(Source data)
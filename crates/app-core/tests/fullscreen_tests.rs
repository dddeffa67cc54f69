use app_core::fullscreen::{toggle, Transition};
use app_core::geometry::Rect;
use app_core::registry::SectionRegistry;
use glam::Vec2;

fn registry_with(names: &[&str]) -> SectionRegistry {
    let mut reg = SectionRegistry::new();
    for name in names {
        reg.add(name);
    }
    reg
}

const BOUNDS: Rect = Rect {
    left: 100.0,
    top: 50.0,
    right: 400.0,
    bottom: 250.0,
};

#[test]
fn entering_snapshots_the_prior_state() {
    let mut reg = registry_with(&["A"]);
    {
        let s = reg.get_mut("A").unwrap();
        s.position = Vec2::new(30.0, 40.0);
        s.scale = 1.2;
    }
    let transition = toggle(&mut reg, "A", BOUNDS).unwrap();
    assert_eq!(transition, Transition::Entered { displaced: None });

    let section = reg.get("A").unwrap();
    assert!(section.fullscreen);
    let snap = section.snapshot.unwrap();
    assert_eq!(snap.position, Vec2::new(30.0, 40.0));
    assert_eq!(snap.scale, 1.2);
    assert_eq!(snap.bounds, BOUNDS);
}

#[test]
fn exiting_restores_the_snapshot() {
    let mut reg = registry_with(&["A"]);
    {
        let s = reg.get_mut("A").unwrap();
        s.position = Vec2::new(30.0, 40.0);
        s.scale = 1.2;
    }
    toggle(&mut reg, "A", BOUNDS);
    // position drifts while fullscreen (e.g. cleared inline styles)
    reg.get_mut("A").unwrap().position = Vec2::ZERO;

    match toggle(&mut reg, "A", BOUNDS).unwrap() {
        Transition::Exited { snapshot } => {
            assert_eq!(snapshot.position, Vec2::new(30.0, 40.0));
            assert_eq!(snapshot.scale, 1.2);
        }
        other => panic!("expected exit, got {:?}", other),
    }
    let section = reg.get("A").unwrap();
    assert!(!section.fullscreen);
    assert_eq!(section.position, Vec2::new(30.0, 40.0));
    assert_eq!(section.scale, 1.2);
    assert!(section.snapshot.is_none());
}

#[test]
fn entering_displaces_a_previous_fullscreen_section() {
    let mut reg = registry_with(&["A", "B"]);
    reg.get_mut("A").unwrap().position = Vec2::new(7.0, 9.0);
    toggle(&mut reg, "A", BOUNDS);

    let transition = toggle(&mut reg, "B", BOUNDS).unwrap();
    assert_eq!(
        transition,
        Transition::Entered {
            displaced: Some("A".to_string())
        }
    );
    assert_eq!(reg.fullscreen_name(), Some("B"));
    // the displaced section got its snapshot back
    let a = reg.get("A").unwrap();
    assert!(!a.fullscreen);
    assert_eq!(a.position, Vec2::new(7.0, 9.0));
    assert!(a.snapshot.is_none());
}

#[test]
fn unknown_name_is_a_noop() {
    let mut reg = registry_with(&["A"]);
    assert!(toggle(&mut reg, "Z", BOUNDS).is_none());
    assert_eq!(reg.fullscreen_name(), None);
}

#[test]
fn rapid_toggles_on_different_names_keep_at_most_one_fullscreen() {
    let mut reg = registry_with(&["A", "B", "C"]);
    for name in ["A", "B", "C", "B", "A", "C", "A", "B"] {
        toggle(&mut reg, name, BOUNDS);
        assert!(
            reg.iter().filter(|s| s.fullscreen).count() <= 1,
            "more than one fullscreen section after toggling {}",
            name
        );
    }
}

#[test]
fn toggling_twice_returns_to_normal() {
    let mut reg = registry_with(&["A"]);
    toggle(&mut reg, "A", BOUNDS);
    toggle(&mut reg, "A", BOUNDS);
    assert_eq!(reg.fullscreen_name(), None);
    assert!(reg.get("A").unwrap().snapshot.is_none());
}
use app_core::drag::DragController;
use app_core::snap::{snap_horizontal, snap_position};
use glam::Vec2;

#[test]
fn begin_captures_grab_offset_so_element_does_not_jump() {
    let mut ctrl = DragController::new();
    assert!(ctrl.begin(Vec2::new(110.0, 120.0), Vec2::new(100.0, 100.0), false));

    // first move: element follows by the pointer delta, not to the pointer
    let pos = ctrl.update(Vec2::new(115.0, 130.0)).unwrap();
    assert_eq!(pos, Vec2::new(105.0, 110.0));
}

#[test]
fn press_inside_controls_never_starts_a_drag() {
    let mut ctrl = DragController::new();
    assert!(!ctrl.begin(Vec2::new(10.0, 10.0), Vec2::ZERO, true));
    assert!(!ctrl.is_dragging());
    assert!(ctrl.update(Vec2::new(50.0, 50.0)).is_none());
}

#[test]
fn update_while_idle_returns_none() {
    let mut ctrl = DragController::new();
    assert!(ctrl.update(Vec2::new(5.0, 5.0)).is_none());
}

#[test]
fn end_finalizes_and_returns_the_last_position() {
    let mut ctrl = DragController::new();
    ctrl.begin(Vec2::new(0.0, 0.0), Vec2::new(40.0, 40.0), false);
    ctrl.update(Vec2::new(20.0, -10.0));
    let final_pos = ctrl.end().unwrap();
    assert_eq!(final_pos, Vec2::new(60.0, 30.0));
    assert!(!ctrl.is_dragging());
}

#[test]
fn pointer_leave_then_up_does_not_double_commit() {
    let mut ctrl = DragController::new();
    ctrl.begin(Vec2::ZERO, Vec2::ZERO, false);
    ctrl.update(Vec2::new(10.0, 10.0));

    // leave finalizes; the late pointer-up finds the machine idle
    assert!(ctrl.end().is_some());
    assert!(ctrl.end().is_none());
}

#[test]
fn override_position_commits_the_snapped_value() {
    let mut ctrl = DragController::new();
    ctrl.begin(Vec2::ZERO, Vec2::ZERO, false);
    ctrl.update(Vec2::new(13.0, 40.0));
    ctrl.override_position(Vec2::new(0.0, 40.0));
    assert_eq!(ctrl.end().unwrap(), Vec2::new(0.0, 40.0));
}

#[test]
fn begin_while_dragging_is_refused() {
    let mut ctrl = DragController::new();
    assert!(ctrl.begin(Vec2::ZERO, Vec2::ZERO, false));
    assert!(!ctrl.begin(Vec2::new(5.0, 5.0), Vec2::new(1.0, 1.0), false));
}

// ---------------- Edge & peer snapping ----------------

#[test]
fn left_edge_within_threshold_snaps_to_zero() {
    assert_eq!(snap_horizontal(5.0, 100.0, 1000.0, &[]), 0.0);
    assert_eq!(snap_horizontal(-12.0, 100.0, 1000.0, &[]), 0.0);
}

#[test]
fn left_edge_outside_threshold_does_not_snap() {
    assert_eq!(snap_horizontal(25.0, 100.0, 1000.0, &[]), 25.0);
}

#[test]
fn right_edge_snaps_flush_with_the_viewport() {
    // right edge at 985 is within 20px of the 1000px viewport edge
    assert_eq!(snap_horizontal(885.0, 100.0, 1000.0, &[]), 900.0);
    // right edge at 975 is not
    assert_eq!(snap_horizontal(875.0, 100.0, 1000.0, &[]), 875.0);
}

#[test]
fn peer_left_edge_captures_within_threshold() {
    assert_eq!(snap_horizontal(310.0, 100.0, 1000.0, &[300.0]), 300.0);
    assert_eq!(snap_horizontal(330.0, 100.0, 1000.0, &[300.0]), 330.0);
}

#[test]
fn first_matching_peer_wins() {
    // both peers qualify; evaluation order is registry order
    assert_eq!(snap_horizontal(310.0, 100.0, 1000.0, &[300.0, 312.0]), 300.0);
}

#[test]
fn viewport_edges_take_priority_over_peers() {
    assert_eq!(snap_horizontal(5.0, 100.0, 1000.0, &[10.0]), 0.0);
}

#[test]
fn vertical_position_is_never_snapped() {
    let pos = snap_position(
        Vec2::new(5.0, 7.0),
        Vec2::new(100.0, 80.0),
        1000.0,
        &[],
    );
    assert_eq!(pos, Vec2::new(0.0, 7.0));
}
//! Persistence adapter over `window.localStorage`.
//!
//! Blob layout and expiry live in `app_core::persist`; this module only does
//! the storage I/O. Every failure path recovers locally: a missing or
//! malformed blob means a fresh start, an expired blob is removed, and write
//! errors are logged and swallowed.

use crate::constants::{
    INTERFACE_STATE_KEY, LAST_THEME_COLOR_KEY, NAV_POSITION_KEY, SECTION_STATE_KEY,
};
use crate::{sections, AppContext};
use app_core::layout::Layout;
use app_core::persist::{
    self, InterfaceState, NavState, SectionEntry, SectionFlags, SectionState, Stamped, StateError,
};
use glam::Vec2;
use serde::de::DeserializeOwned;
use serde::Serialize;
use web_sys as web;

fn local_storage() -> Option<web::Storage> {
    web::window()?.local_storage().ok().flatten()
}

#[inline]
fn now_ms() -> f64 {
    js_sys::Date::now()
}

pub fn load<T: DeserializeOwned + Stamped>(key: &str) -> Option<T> {
    let store = local_storage()?;
    let json = store.get_item(key).ok().flatten()?;
    match persist::decode(&json, now_ms()) {
        Ok(value) => Some(value),
        Err(StateError::Expired { age_ms }) => {
            log::debug!("[storage] {} expired ({:.0} ms old), removing", key, age_ms);
            let _ = store.remove_item(key);
            None
        }
        Err(e) => {
            log::warn!("[storage] {} unreadable, starting fresh: {}", key, e);
            None
        }
    }
}

pub fn save<T: Serialize>(key: &str, value: &T) {
    let Some(store) = local_storage() else {
        return;
    };
    match persist::encode(value) {
        Ok(json) => {
            if let Err(e) = store.set_item(key, &json) {
                log::warn!("[storage] write {} failed: {:?}", key, e);
            }
        }
        Err(e) => log::warn!("[storage] encode {} failed: {}", key, e),
    }
}

pub fn save_theme_color(color: &str) {
    if let Some(store) = local_storage() {
        let _ = store.set_item(LAST_THEME_COLOR_KEY, color);
    }
}

pub fn save_interface_state(ctx: &AppContext) {
    let app = ctx.state.borrow();
    let state = InterfaceState {
        scale: app.layout.scale,
        header_height: app.layout.header_height,
        sidebar_width: app.layout.sidebar_width,
        nav_x: app.nav_pos.x,
        nav_y: app.nav_pos.y,
        sections: app
            .registry
            .iter()
            .map(|s| SectionEntry {
                name: s.name.clone(),
                x: s.position.x,
                y: s.position.y,
                scale: s.scale,
            })
            .collect(),
        timestamp: now_ms(),
    };
    drop(app);
    save(INTERFACE_STATE_KEY, &state);
}

pub fn save_section_state(ctx: &AppContext) {
    let app = ctx.state.borrow();
    let mut state = SectionState {
        timestamp: now_ms(),
        ..Default::default()
    };
    for s in app.registry.iter() {
        state.entries.insert(
            s.name.clone(),
            SectionFlags {
                minimized: s.minimized,
                fullscreen: s.fullscreen,
                x: s.position.x,
                y: s.position.y,
            },
        );
    }
    drop(app);
    save(SECTION_STATE_KEY, &state);
}

pub fn save_nav_position(ctx: &AppContext) {
    let nav_pos = ctx.state.borrow().nav_pos;
    save(
        NAV_POSITION_KEY,
        &NavState {
            x: nav_pos.x,
            y: nav_pos.y,
            timestamp: now_ms(),
        },
    );
}

/// Snapshot of everything a drag end needs to persist.
pub fn save_all(ctx: &AppContext) {
    save_interface_state(ctx);
    save_section_state(ctx);
    save_nav_position(ctx);
}

/// Restores persisted state on startup, rebuilding section DOM in saved
/// order. Absent, expired, or malformed blobs leave the fresh defaults.
pub fn restore(ctx: &AppContext) {
    if let Some(iface) = load::<InterfaceState>(INTERFACE_STATE_KEY) {
        {
            let mut app = ctx.state.borrow_mut();
            app.layout = Layout {
                sidebar_width: iface.sidebar_width,
                header_height: iface.header_height,
                scale: iface.scale,
            }
            .clamped();
            app.nav_pos = Vec2::new(iface.nav_x, iface.nav_y);
        }
        for entry in &iface.sections {
            sections::restore_section(ctx, &entry.name, Vec2::new(entry.x, entry.y), entry.scale);
        }
        log::info!(
            "[storage] restored interface state ({} sections)",
            iface.sections.len()
        );
    }

    if let Some(state) = load::<SectionState>(SECTION_STATE_KEY) {
        // Names the interface blob did not carry stay absent; flags only
        // apply to sections that exist.
        let names: Vec<String> = {
            let app = ctx.state.borrow();
            app.registry
                .names()
                .filter(|n| state.entries.contains_key(*n))
                .map(String::from)
                .collect()
        };
        for name in names {
            let flags = state.entries[&name];
            sections::apply_restored_flags(ctx, &name, &flags);
        }
    }

    if let Some(nav) = load::<NavState>(NAV_POSITION_KEY) {
        ctx.state.borrow_mut().nav_pos = Vec2::new(nav.x, nav.y);
    }
}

__EXERCISE AIM__.
Copy exactly the lines that run from the first line of the data to the line containing "assert!(section.fullscreen);", please, with both ends included and nothing else.

__RESPONSE__.
filename crates/app-core/tests/fullscreen_tests.rs
repository dddeffa67cc54f69
use app_core::fullscreen::{toggle, Transition};
use app_core::geometry::Rect;
use app_core::registry::SectionRegistry;
use glam::Vec2;

fn registry_with(names: &[&str]) -> SectionRegistry {
    let mut reg = SectionRegistry::new();
    for name in names {
        reg.add(name);
    }
    reg
}

const BOUNDS: Rect = Rect {
    left: 100.0,
    top: 50.0,
    right: 400.0,
    bottom: 250.0,
};

#[test]
fn entering_snapshots_the_prior_state() {
    let mut reg = registry_with(&["A"]);
    {
        let s = reg.get_mut("A").unwrap();
        s.position = Vec2::new(30.0, 40.0);
        s.scale = 1.2;
    }
    let transition = toggle(&mut reg, "A", BOUNDS).unwrap();
    assert_eq!(transition, Transition::Entered { displaced: None });

    let section = reg.get("A").unwrap();
    assert!(section.fullscreen);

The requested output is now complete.